- **Problem to solve**: Go through the material that comes after this and count the lines containing "QueryResult"; report only the count.

- **Records provided**:
######

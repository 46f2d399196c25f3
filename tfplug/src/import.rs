//! Import helpers for simplifying resource import implementations

use crate::context::Context;
use crate::resource::{ImportResourceStateRequest, ImportResourceStateResponse, ImportedResource};
use crate::types::{AttributePath, Diagnostic, DynamicValue};

/// Writes the import id into a single state attribute
///
/// The following read fills in every other attribute.
/// Example: id "ace712e9-..." -> state.id = "ace712e9-..."
pub fn import_state_passthrough_id(
    _ctx: &Context,
    attr_path: AttributePath,
    request: &ImportResourceStateRequest,
    response: &mut ImportResourceStateResponse,
) {
    let mut state = DynamicValue::object();

    if let Err(e) = state.set_string(&attr_path, request.id.clone()) {
        response.diagnostics.push(
            Diagnostic::error(
                format!("Failed to set import ID: {}", e),
                format!("Could not set attribute '{}' to value '{}'", attr_path, request.id),
            )
            .with_attribute(attr_path),
        );
        return;
    }

    response.imported_resources.push(ImportedResource {
        type_name: request.type_name.clone(),
        state,
    });
}
use super::enums::{ContractBillingFrequency, ContractState, ContractTerm, ContractType};
use super::DomainError;
use chrono::{DateTime, Utc};

#[derive(Debug, Clone, PartialEq)]
pub struct Contract {
    pub billing_frequency: ContractBillingFrequency,
    pub term: ContractTerm,
    pub contract_type: ContractType,
    pub state: ContractState,
    pub ends_at: Option<DateTime<Utc>>,
    pub renewals_at: Option<DateTime<Utc>>,
    pub created_at: Option<DateTime<Utc>>,
}

impl Contract {
    /// Monthly contracts need a term, hourly contracts must not have one
    pub fn new(
        billing_frequency: ContractBillingFrequency,
        term: ContractTerm,
        contract_type: ContractType,
        state: ContractState,
        ends_at: Option<DateTime<Utc>>,
        renewals_at: Option<DateTime<Utc>>,
        created_at: Option<DateTime<Utc>>,
    ) -> Result<Self, DomainError> {
        Self::validate_term(term, contract_type)?;

        Ok(Self {
            billing_frequency,
            term,
            contract_type,
            state,
            ends_at,
            renewals_at,
            created_at,
        })
    }

    pub fn validate_term(term: ContractTerm, contract_type: ContractType) -> Result<(), DomainError> {
        match (contract_type, term) {
            (ContractType::Monthly, ContractTerm::Zero) => Err(DomainError::ContractTermCannotBeZero),
            (ContractType::Hourly, ContractTerm::Zero) => Ok(()),
            (ContractType::Hourly, _) => Err(DomainError::ContractTermMustBeZero),
            (ContractType::Monthly, _) => Ok(()),
        }
    }
}
use crate::models::package::NewDailyDownload;
use crate::schema::package_downloads;
use chrono::NaiveDate;
use diesel::prelude::*;
use std::collections::HashMap;

/// Download statistics operations
pub struct DownloadOperations<'a> {
    conn: &'a mut SqliteConnection,
}

impl<'a> DownloadOperations<'a> {
    pub fn new(conn: &'a mut SqliteConnection) -> Self {
        Self { conn }
    }

    /// Adds one download to the package's row for `day`
    pub fn record(&mut self, package: &str, day: NaiveDate) -> QueryResult<usize> {
        let row = NewDailyDownload {
            package_name: package.to_string(),
            day,
            downloads: 1,
        };

        diesel::insert_into(package_downloads::table)
            .values(&row)
            .on_conflict((package_downloads::package_name, package_downloads::day))
            .do_update()
            .set(package_downloads::downloads.eq(package_downloads::downloads + 1))
            .execute(self.conn)
    }

    /// Downloads per package on or after `since`
    pub fn totals_since(&mut self, since: NaiveDate) -> QueryResult<HashMap<String, i64>> {
        // Summed in Rust to avoid SQL type issues with SUM over BigInt
        let rows: Vec<(String, i64)> = package_downloads::table
            .filter(package_downloads::day.ge(since))
            .select((package_downloads::package_name, package_downloads::downloads))
            .load(self.conn)?;

        let mut totals = HashMap::new();
        for (package, downloads) in rows {
            *totals.entry(package).or_insert(0) += downloads;
        }
        Ok(totals)
    }

    pub fn delete_for_package(&mut self, package: &str) -> QueryResult<usize> {
        diesel::delete(package_downloads::table.filter(package_downloads::package_name.eq(package)))
            .execute(self.conn)
    }
}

######

- **Response for this exercise**: 3